*Saved data entries*
BEGIN
pub mod common;
#[cfg(test)]
pub mod fake;
pub mod traits;
pub mod web;

pub use traits::{LoadPolicy, PageConnector, PageDriver, Selector};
END
After reading the entries above, state how many lines hold the word "traits", with no text besides the number.

2